Les Fidji élues à la présidence du Conseil des droits de l’homme
En dépit des manœuvres en coulisse de la Chine, l'ambassadrice Nazhat Shameem Khan a remporté la présidence avec 29 voix sur 47, lors d'une élection retransmise en direct
Les Fidji, en dépit des manœuvres en coulisse de la Chine, ont pris vendredi la tête du Conseil des droits de l’homme, qui pour la première fois de son histoire s’est trouvé forcé de voter pour désigner un président.
L’ambassadrice des îles Fidji à Genève Nazhat Shameem Khan a remporté la présidence du Conseil des droits de l’homme de l’ONU (CDH) avec 29 voix sur 47, lors d’une élection retransmise en direct sur Internet.
Elle était opposée aux candidats du Bahreïn (14 voix) et de l’Ouzbékistan (4 voix).
Normalement, la présidence du CDH, qui est surtout une charge procédurière, est déterminée par consensus pour assurer une rotation annuelle en changeant de zone géographique.
Mais cette année, l’Asie-Pacifique dont c’était le tour n’a pas su s’entendre.
L’ambassadrice des îles Fidji semblait avoir partie gagnée mais début décembre coup de théâtre, Bahreïn a présenté son propre candidat, l’ambassadeur Yusuf Abdulkarim Bucheeri.
Selon des observateurs, la Chine, la Russie, l’Arabie saoudite et d’autres pays ne voulaient pas de la candidate des Fidji et se sont arrangés pour trouver d’autres candidats.
Pour Kenneth Roth, patron de Human Rights Watch, « les tentatives actuelles de la Chine, de la Russie, de l’Arabie Saoudite et de leurs semblables pour rendre inoffensif le Conseil des droits de l’homme témoignent des efforts qu’ils déploient pour éviter d’être critiqué par ce dernier ».
Un diplomate chinois a nié que son pays s’était opposé à la candidature de Fidji ou avoir demandé à d’autres de le faire.
Face à l’opposition de ces deux candidats un troisième s’était jeté dans l’arène, l’ambassadeur ouzbèke à Genève Ulugbek Lapasov.
« La défaite du Bahreïn et de l’Ouzbékistan démontre qu’il ne devrait y avoir aucune place parmi le président ou les vice-présidents du Conseil pour les représentants des États qui restreignent, criminalisent et exercent des représailles contre ceux qui défendent les droits de l’homme », a indiqué à l’AFP Phil Lynch, qui dirige l’ONG International Service for Human Rights.
Politisé
Le CDH est composé de 47 pays membres, élus par l’Assemblée générale de l’ONU pour trois ans, et examine les violations partout où elles pourraient se produire et propose des solutions pour y remédier. Il n’a toutefois aucun pouvoir contraignant.
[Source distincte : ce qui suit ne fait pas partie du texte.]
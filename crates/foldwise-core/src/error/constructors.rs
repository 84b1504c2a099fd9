//! Constructor methods for FoldwiseError

use super::types::FoldwiseError;

impl FoldwiseError {
    /// Create a capability mismatch error
    pub fn capability(estimator: impl Into<String>, message: impl Into<String>) -> Self {
        Self::Capability {
            estimator: estimator.into(),
            message: message.into(),
            context: None,
        }
    }

    /// Create an invalid hyperparameter error
    pub fn invalid_configuration(parameter: impl Into<String>, message: impl Into<String>) -> Self {
        Self::InvalidConfiguration {
            parameter: parameter.into(),
            message: message.into(),
            context: None,
        }
    }

    /// Create an estimator fit/predict error
    pub fn estimator(estimator: impl Into<String>, message: impl Into<String>) -> Self {
        Self::Estimator {
            estimator: estimator.into(),
            message: message.into(),
            context: None,
        }
    }

    /// Create a server rejection error
    pub fn server_rejection(code: Option<String>, message: impl Into<String>) -> Self {
        Self::ServerRejection {
            code,
            message: message.into(),
            additional_information: None,
            context: None,
        }
    }

    /// Create a not-found error for a remote resource
    pub fn not_found(resource_type: impl Into<String>, id: impl ToString) -> Self {
        Self::NotFound {
            resource_type: resource_type.into(),
            id: id.to_string(),
            context: None,
        }
    }

    /// Create an invalid task error
    pub fn invalid_task(message: impl Into<String>) -> Self {
        Self::InvalidTask {
            message: message.into(),
            context: None,
        }
    }

    /// Create an ARFF parse error
    pub fn arff(line: usize, message: impl Into<String>) -> Self {
        Self::Arff {
            line,
            message: message.into(),
            context: None,
        }
    }

    /// Create a new configuration error
    pub fn config(message: impl Into<String>) -> Self {
        Self::Config {
            message: message.into(),
            context: None,
        }
    }

    /// Create a configuration error with context
    pub fn config_with_context(message: impl Into<String>, context: impl Into<String>) -> Self {
        Self::Config {
            message: message.into(),
            context: Some(context.into()),
        }
    }

    /// Create an IO error with message
    pub fn io(message: impl Into<String>) -> Self {
        Self::Io {
            message: message.into(),
            path: None,
            context: None,
        }
    }

    /// Create an IO error with path
    pub fn io_with_path(message: impl Into<String>, path: impl Into<String>) -> Self {
        Self::Io {
            message: message.into(),
            path: Some(path.into()),
            context: None,
        }
    }

    /// Create a JSON error with message
    pub fn json(message: impl Into<String>) -> Self {
        Self::Json {
            message: message.into(),
            context: None,
        }
    }

    /// Create an HTTP error with message
    pub fn http(message: impl Into<String>) -> Self {
        Self::Http {
            message: message.into(),
            url: None,
            status_code: None,
            context: None,
        }
    }

    /// Create an HTTP error with status code
    pub fn http_with_status(message: impl Into<String>, status_code: u16) -> Self {
        Self::Http {
            message: message.into(),
            url: None,
            status_code: Some(status_code),
            context: None,
        }
    }

    /// Create a new invalid input error
    pub fn invalid_input(message: impl Into<String>) -> Self {
        Self::InvalidInput {
            message: message.into(),
            field: None,
            context: None,
        }
    }

    /// Create an invalid input error with field
    pub fn invalid_input_field(message: impl Into<String>, field: impl Into<String>) -> Self {
        Self::InvalidInput {
            message: message.into(),
            field: Some(field.into()),
            context: None,
        }
    }

    /// Create a generic error
    pub fn other(message: impl Into<String>) -> Self {
        Self::Other {
            message: message.into(),
            context: None,
        }
    }

    /// Add context to any error
    pub fn with_context(mut self, context: impl Into<String>) -> Self {
        let ctx = Some(context.into());
        match &mut self {
            Self::Capability { context: c, .. }
            | Self::InvalidConfiguration { context: c, .. }
            | Self::Estimator { context: c, .. }
            | Self::ServerRejection { context: c, .. }
            | Self::NotFound { context: c, .. }
            | Self::InvalidTask { context: c, .. }
            | Self::Arff { context: c, .. }
            | Self::Config { context: c, .. }
            | Self::Io { context: c, .. }
            | Self::Json { context: c, .. }
            | Self::Http { context: c, .. }
            | Self::InvalidInput { context: c, .. }
            | Self::Other { context: c, .. } => *c = ctx,
        }
        self
    }
}
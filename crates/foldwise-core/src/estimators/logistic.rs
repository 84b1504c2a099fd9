//! Multinomial logistic regression

use super::math::{distinct_classes, encode_labels, linear_scores, softmax_rows};
use super::scaler::column_moments;
use crate::error::{FoldwiseError, FoldwiseResult};
use crate::model::params::{positive_float, unknown_param};
use crate::model::traits::not_fitted;
use crate::model::{Classifier, Estimator, ParamMap, ParamValue};
use ndarray::{Array1, Array2, ArrayView2, Axis};

/// Softmax regression fitted by full-batch gradient descent with an L2
/// penalty of strength `1 / C`. Features are standardized internally.
#[derive(Debug, Clone)]
pub struct LogisticRegression {
    c: ParamValue,
    max_iter: usize,
    learning_rate: f64,
    tol: f64,
    fitted: Option<Fitted>,
}

#[derive(Debug, Clone)]
struct Fitted {
    classes: Vec<usize>,
    mean: Array1<f64>,
    scale: Array1<f64>,
    weights: Array2<f64>,
    bias: Array1<f64>,
}

impl LogisticRegression {
    pub fn new() -> Self {
        Self {
            c: ParamValue::Float(1.0),
            max_iter: 200,
            learning_rate: 0.5,
            tol: 1e-6,
            fitted: None,
        }
    }

    pub fn with_c(mut self, c: f64) -> Self {
        self.c = ParamValue::Float(c);
        self
    }

    pub fn with_max_iter(mut self, max_iter: usize) -> Self {
        self.max_iter = max_iter;
        self
    }

    fn penalty(&self) -> FoldwiseResult<f64> {
        positive_float(&self.c, "C", "Penalty term must be positive")
    }
}

impl Default for LogisticRegression {
    fn default() -> Self {
        Self::new()
    }
}

impl Estimator for LogisticRegression {
    fn kind(&self) -> &'static str {
        "logistic_regression"
    }

    fn params(&self) -> ParamMap {
        let mut params = ParamMap::new();
        params.insert("C".into(), self.c.clone());
        params.insert("max_iter".into(), self.max_iter.into());
        params.insert("learning_rate".into(), self.learning_rate.into());
        params.insert("tol".into(), self.tol.into());
        params
    }

    fn set_param(&mut self, name: &str, value: ParamValue) -> FoldwiseResult<()> {
        match name {
            // checked in validate so bad values surface with the estimator's wording
            "C" => self.c = value,
            "max_iter" => {
                self.max_iter = value
                    .as_i64()
                    .filter(|v| *v > 0)
                    .map(|v| v as usize)
                    .ok_or_else(|| {
                        FoldwiseError::invalid_configuration(
                            "max_iter",
                            format!(
                                "Maximum number of iteration must be positive; got (max_iter={})",
                                value.repr()
                            ),
                        )
                    })?
            }
            "learning_rate" => {
                self.learning_rate =
                    positive_float(&value, "learning_rate", "Learning rate must be positive")?
            }
            "tol" => self.tol = positive_float(&value, "tol", "Tolerance must be positive")?,
            other => return Err(unknown_param(self.kind(), other)),
        }
        Ok(())
    }

    fn validate(&self) -> FoldwiseResult<()> {
        self.penalty().map(|_| ())
    }

    fn clone_box(&self) -> Box<dyn Estimator> {
        Box::new(Self {
            fitted: None,
            ..self.clone()
        })
    }

    fn as_classifier(&self) -> Option<&dyn Classifier> {
        Some(self)
    }

    fn as_classifier_mut(&mut self) -> Option<&mut dyn Classifier> {
        Some(self)
    }
}

impl Classifier for LogisticRegression {
    fn fit(&mut self, x: ArrayView2<'_, f64>, y: &[usize]) -> FoldwiseResult<()> {
        let c = self.penalty()?;
        if x.nrows() == 0 || x.nrows() != y.len() {
            return Err(FoldwiseError::estimator(
                self.kind(),
                format!("cannot fit {} rows against {} labels", x.nrows(), y.len()),
            ));
        }

        let classes = distinct_classes(y);
        let (mean, scale) = column_moments(x);
        let xs = (&x - &mean) / &scale;
        let (n, d) = xs.dim();
        let k = classes.len();

        let mut weights = Array2::<f64>::zeros((k, d));
        let mut bias = Array1::<f64>::zeros(k);

        if k > 1 {
            let encoded = encode_labels(y, &classes);
            let mut onehot = Array2::<f64>::zeros((n, k));
            for (i, &label) in encoded.iter().enumerate() {
                onehot[[i, label]] = 1.0;
            }
            let l2 = 1.0 / (c * n as f64);

            for _ in 0..self.max_iter {
                let mut proba = linear_scores(xs.view(), &weights, &bias);
                softmax_rows(&mut proba);
                let residual = proba - &onehot;
                let grad_w = residual.t().dot(&xs) / n as f64 + &weights * l2;
                let grad_b = residual.mean_axis(Axis(0)).unwrap_or_else(|| Array1::zeros(k));

                weights.scaled_add(-self.learning_rate, &grad_w);
                bias.scaled_add(-self.learning_rate, &grad_b);

                let step = grad_w.iter().chain(grad_b.iter()).fold(0.0_f64, |m, g| m.max(g.abs()));
                if step < self.tol {
                    break;
                }
            }
        }

        self.fitted = Some(Fitted {
            classes,
            mean,
            scale,
            weights,
            bias,
        });
        Ok(())
    }

    fn classes(&self) -> &[usize] {
        self.fitted.as_ref().map_or(&[], |f| f.classes.as_slice())
    }

    fn predict_proba(&self, x: ArrayView2<'_, f64>) -> FoldwiseResult<Array2<f64>> {
        let fitted = self.fitted.as_ref().ok_or_else(|| not_fitted(self.kind()))?;
        let xs = (&x - &fitted.mean) / &fitted.scale;
        let mut proba = linear_scores(xs.view(), &fitted.weights, &fitted.bias);
        softmax_rows(&mut proba);
        Ok(proba)
    }
}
Créé par une résolution de l’Assemblée générale en 2006, le CDH s’est substitué à la Commission des droits de l’homme que ses détracteurs accusaient d’être trop politisée.
Mais, 15 ans après sa création, le Conseil des droits de l’homme est à son tour régulièrement accusé du même mal par les États.
Nombre des experts et missions d’enquêtes mises en place par le Conseil à Genève se voient ainsi refuser l’accès aux pays, comme en Syrie, en Corée du Nord et au Burundi.
Le CDH a également été la cible des critiques américaines depuis l’arrivée de Donald Trump à la Maison Blanche. En 2018, les États-Unis ont claqué la porte du Conseil, qu’ils n’ont pas réussi à faire réformer et qu’ils jugent partial envers Israël.
Il est en revanche beaucoup plus actif que son prédécesseur, se réunissant au moins trois fois par an pour un total d’au moins dix semaines, contre une seule session de six semaines pour l’ancienne Commission. Des sessions extraordinaires sont organisées en cas d’urgence.
Il a par ailleurs introduit le principe d’un examen périodique universel garantissant l’examen de tous les États membres de l’ONU, peu importe s’ils sont membres du Conseil ou pas.